*INSTRUCTIONS TO FOLLOW*
Determine the number of lines in the listing that include the string "again"; the reply consists of that number only.

*THE RECORDS*
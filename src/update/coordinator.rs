use std::sync::Arc;

use serde_json::Value;
use tokio::sync::mpsc;
use url::Url;

use super::feed::{self, UpdateCheckParams};
use super::state::{UpdateState, UpdateTransition};
use crate::config::{ConfigStore, keys};
use crate::error::{ConfigError, UpdateError};
use crate::presentation::{MenuState, Presenter};

pub const CHECK_FAILED_MESSAGE: &str = "Unable to check for updates. Please try again later.";

/// Channel updaters report transitions on.
pub type TransitionSender = mpsc::UnboundedSender<UpdateTransition>;

/// Platform update mechanism.
pub trait Updater: Send + Sync {
    /// Point the updater at `feed` and start a check in the background.
    ///
    /// Everything that happens afterwards is reported on `events`.
    fn start_check(&self, feed: Url, events: TransitionSender) -> Result<(), UpdateError>;

    /// Install a downloaded update.
    fn install(&self) -> Result<(), UpdateError> {
        Err(UpdateError::Updater("installing updates is not supported here".to_string()))
    }
}

/// Where the running backend can be reached.
#[derive(Debug, Clone, PartialEq, Eq)]
pub struct ServerEndpoint {
    pub base_url: String,
    pub session_key: String,
}

#[derive(Debug, Clone, PartialEq, Eq)]
pub enum CheckRequest {
    /// Parameters incomplete; try again once the caller has them.
    Skipped,
    /// No OS update mechanism on this host.
    Unsupported,
    Started(Url),
    /// Logged and surfaced as a notification.
    Failed,
}

/// Owns the persisted update flags and keeps the menu in step with them.
pub struct UpdateCoordinator {
    config: Arc<ConfigStore>,
    presenter: Arc<dyn Presenter>,
    updater: Arc<dyn Updater>,
    supports_auto_update: Box<dyn Fn() -> bool + Send + Sync>,
    server: ServerEndpoint,
    os_arch: &'static str,
    events: TransitionSender,
}

impl UpdateCoordinator {
    /// Build a coordinator and the receiving end of its transition channel;
    /// pass the receiver to [`UpdateCoordinator::run`].
    pub fn new(
        config: Arc<ConfigStore>,
        presenter: Arc<dyn Presenter>,
        updater: Arc<dyn Updater>,
        server: ServerEndpoint,
    ) -> (Self, mpsc::UnboundedReceiver<UpdateTransition>) {
        let (events, rx) = mpsc::unbounded_channel();
        let coordinator = Self {
            config,
            presenter,
            updater,
            supports_auto_update: Box::new(|| cfg!(target_os = "macos")),
            server,
            os_arch: crate::platform::os_arch(),
            events,
        };
        (coordinator, rx)
    }

    /// Replace the "OS update mechanism available" capability check.
    pub fn with_capability(mut self, supports: impl Fn() -> bool + Send + Sync + 'static) -> Self {
        self.supports_auto_update = Box::new(supports);
        self
    }

    pub fn with_os_arch(mut self, os_arch: &'static str) -> Self {
        self.os_arch = os_arch;
        self
    }

    pub fn supports_auto_update(&self) -> bool {
        (self.supports_auto_update)()
    }

    pub fn state(&self) -> UpdateState {
        UpdateState {
            update_downloading: self.config.get(keys::UPDATE_DOWNLOADING, false),
            update_downloaded: self.config.get(keys::UPDATE_DOWNLOADED, false),
            auto_update_enabled: self.config.get(keys::AUTO_UPDATE_ENABLED, true),
        }
    }

    pub fn menu_state(&self) -> MenuState {
        MenuState::new(self.state(), self.supports_auto_update())
    }

    pub fn rebuild_menu(&self) {
        self.presenter.rebuild_menu(&self.menu_state());
    }

    /// Persist the flags `transition` sets, then rebuild the menu.
    ///
    /// The menu is built from the new state even when the write fails.
    pub fn apply_transition(&self, transition: UpdateTransition) -> Result<UpdateState, ConfigError> {
        log::info!("Update transition: {transition}");
        let next = transition.apply(self.state());
        let (downloading, downloaded) = transition.flags();
        let writes = [
            downloading.map(|v| (keys::UPDATE_DOWNLOADING, Value::Bool(v))),
            downloaded.map(|v| (keys::UPDATE_DOWNLOADED, Value::Bool(v))),
        ];
        let written = self.config.set_many(writes.into_iter().flatten());
        self.presenter
            .rebuild_menu(&MenuState::new(next, self.supports_auto_update()));
        written?;
        Ok(next)
    }

    /// Validate `params` and start a platform update check.
    pub fn request_update_check(&self, params: &UpdateCheckParams) -> CheckRequest {
        let Some(request) = params.complete() else {
            log::debug!("Update check skipped: parameters incomplete");
            return CheckRequest::Skipped;
        };
        if !self.supports_auto_update() {
            log::debug!("Update check skipped: no update mechanism on this platform");
            return CheckRequest::Unsupported;
        }

        let started = feed::feed_url(
            &self.server.base_url,
            &self.server.session_key,
            &request,
            self.os_arch,
        )
        .and_then(|url| {
            self.updater.start_check(url.clone(), self.events.clone())?;
            Ok(url)
        });

        match started {
            Ok(url) => {
                log::info!("Checking for updates via {url}");
                CheckRequest::Started(url)
            }
            Err(e) => {
                log::error!("Failed to check for updates: {e:#}");
                self.presenter.notify(CHECK_FAILED_MESSAGE);
                CheckRequest::Failed
            }
        }
    }

    /// Store the auto-update preference; returns whether it changed.
    pub fn set_auto_update_enabled(&self, enabled: bool) -> Result<bool, ConfigError> {
        if self.state().auto_update_enabled == enabled {
            return Ok(false);
        }
        self.config.set(keys::AUTO_UPDATE_ENABLED, enabled)?;
        self.rebuild_menu();
        Ok(true)
    }

    /// Ask the updater to install a downloaded update.
    pub fn restart_to_update(&self) -> Result<(), UpdateError> {
        if !self.state().update_downloaded {
            return Err(UpdateError::Updater("no update has been downloaded".to_string()));
        }
        self.updater.install()
    }

    /// Apply transitions reported by the updater.
    ///
    /// The coordinator holds a sender itself, so this only returns when the
    /// future is dropped.
    pub async fn run(&self, mut events: mpsc::UnboundedReceiver<UpdateTransition>) {
        while let Some(transition) = events.recv().await {
            if let Err(e) = self.apply_transition(transition) {
                log::error!("Failed to persist update state: {e:#}");
            }
        }
    }

    /// A sender for code that reports transitions directly.
    pub fn events(&self) -> TransitionSender {
        self.events.clone()
    }
}

#[cfg(test)]
mod tests {
    use std::sync::Mutex;

    use super::*;
    use crate::presentation::testing::{Call, RecordingPresenter};

    #[derive(Default)]
    struct FakeUpdater {
        feeds: Mutex<Vec<Url>>,
        fail: bool,
    }

    impl Updater for FakeUpdater {
        fn start_check(&self, feed: Url, _events: TransitionSender) -> Result<(), UpdateError> {
            if self.fail {
                return Err(UpdateError::Updater("feed rejected".to_string()));
            }
            self.feeds.lock().unwrap().push(feed);
            Ok(())
        }
    }

    struct Fixture {
        _dir: tempfile::TempDir,
        presenter: Arc<RecordingPresenter>,
        updater: Arc<FakeUpdater>,
        coordinator: UpdateCoordinator,
    }

    fn fixture(updater: FakeUpdater) -> Fixture {
        let dir = tempfile::tempdir().unwrap();
        let config = Arc::new(ConfigStore::open(dir.path().join("runtime_config.json")).unwrap());
        let presenter = Arc::new(RecordingPresenter::default());
        let updater = Arc::new(updater);
        let (coordinator, _rx) = UpdateCoordinator::new(
            config,
            presenter.clone(),
            updater.clone(),
            ServerEndpoint {
                base_url: "http://127.0.0.1:5050".to_string(),
                session_key: "key".to_string(),
            },
        );
        Fixture {
            _dir: dir,
            presenter,
            updater,
            coordinator: coordinator.with_capability(|| true).with_os_arch("x64"),
        }
    }

    fn rebuilds(presenter: &RecordingPresenter) -> usize {
        presenter.count(|c| matches!(c, Call::Menu(_)))
    }

    fn params() -> UpdateCheckParams {
        UpdateCheckParams {
            auto_update_url: Some("https://ftp.example.org/pgadmin4/v9.1/macos".to_string()),
            upgrade_version: Some("9.1".to_string()),
            upgrade_version_int: Some(90100),
            current_version_int: Some(90000),
            product_name: Some("pgAdmin4".to_string()),
        }
    }

    #[test]
    fn each_transition_persists_and_rebuilds_once() {
        let f = fixture(FakeUpdater::default());

        f.coordinator.apply_transition(UpdateTransition::UpdateAvailable).unwrap();
        assert!(f.coordinator.state().update_downloading);
        let menu = match f.presenter.calls().last() {
            Some(Call::Menu(m)) => *m,
            other => panic!("expected menu rebuild, got {other:?}"),
        };
        assert!(menu.update_downloading);

        f.coordinator.apply_transition(UpdateTransition::UpdateDownloaded).unwrap();
        let state = f.coordinator.apply_transition(UpdateTransition::ErrorClose).unwrap();

        assert!(!state.update_downloading);
        assert!(!state.update_downloaded);
        assert_eq!(rebuilds(&f.presenter), 3);
    }

    #[test]
    fn repeated_transition_still_rebuilds() {
        let f = fixture(FakeUpdater::default());

        f.coordinator.apply_transition(UpdateTransition::UpdateNotAvailable).unwrap();
        f.coordinator.apply_transition(UpdateTransition::UpdateNotAvailable).unwrap();

        assert_eq!(rebuilds(&f.presenter), 2);
    }

    #[test]
    fn auto_update_toggle_is_idempotent() {
        let f = fixture(FakeUpdater::default());
        let current = f.coordinator.state().auto_update_enabled;

        assert!(!f.coordinator.set_auto_update_enabled(current).unwrap());
        assert_eq!(rebuilds(&f.presenter), 0);

        assert!(f.coordinator.set_auto_update_enabled(!current).unwrap());
        assert_eq!(rebuilds(&f.presenter), 1);
        assert_eq!(f.coordinator.state().auto_update_enabled, !current);
    }

    #[test]
    fn incomplete_params_skip_silently() {
        let f = fixture(FakeUpdater::default());
        let mut p = params();
        p.product_name = None;

        assert_eq!(f.coordinator.request_update_check(&p), CheckRequest::Skipped);
        assert!(f.presenter.calls().is_empty());
        assert!(f.updater.feeds.lock().unwrap().is_empty());
    }

    #[test]
    fn complete_params_start_a_check() {
        let f = fixture(FakeUpdater::default());

        let result = f.coordinator.request_update_check(&params());

        let CheckRequest::Started(url) = result else {
            panic!("expected a started check, got {result:?}");
        };
        assert!(url.as_str().ends_with("pgadmin4-9.1-x64.zip/?key=key"));
        assert_eq!(f.updater.feeds.lock().unwrap().len(), 1);
    }

    #[test]
    fn updater_failure_becomes_notification() {
        let f = fixture(FakeUpdater {
            fail: true,
            ..FakeUpdater::default()
        });

        assert_eq!(f.coordinator.request_update_check(&params()), CheckRequest::Failed);
        assert_eq!(
            f.presenter.calls(),
            vec![Call::Notify(CHECK_FAILED_MESSAGE.to_string())]
        );
    }

    #[test]
    fn capability_gates_checks_and_menu() {
        let f = fixture(FakeUpdater::default());
        let coordinator = f.coordinator.with_capability(|| false);

        assert_eq!(coordinator.request_update_check(&params()), CheckRequest::Unsupported);
        assert!(!coordinator.menu_state().auto_update_supported);
    }

    #[tokio::test]
    async fn run_applies_reported_transitions() {
        let dir = tempfile::tempdir().unwrap();
        let config = Arc::new(ConfigStore::open(dir.path().join("runtime_config.json")).unwrap());
        let presenter = Arc::new(RecordingPresenter::default());
        let (coordinator, rx) = UpdateCoordinator::new(
            config,
            presenter.clone(),
            Arc::new(FakeUpdater::default()),
            ServerEndpoint {
                base_url: "http://127.0.0.1:5050".to_string(),
                session_key: "key".to_string(),
            },
        );
        let events = coordinator.events();
        events.send(UpdateTransition::UpdateAvailable).unwrap();
        events.send(UpdateTransition::UpdateDownloaded).unwrap();
        drop(events);

        // The coordinator keeps its own sender, so stop once both are applied.
        let _ = tokio::time::timeout(std::time::Duration::from_millis(200), coordinator.run(rx)).await;

        let state = coordinator.state();
        assert!(!state.update_downloading);
        assert!(state.update_downloaded);
        assert_eq!(rebuilds(&presenter), 2);
    }
}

*TASK RESULT*
2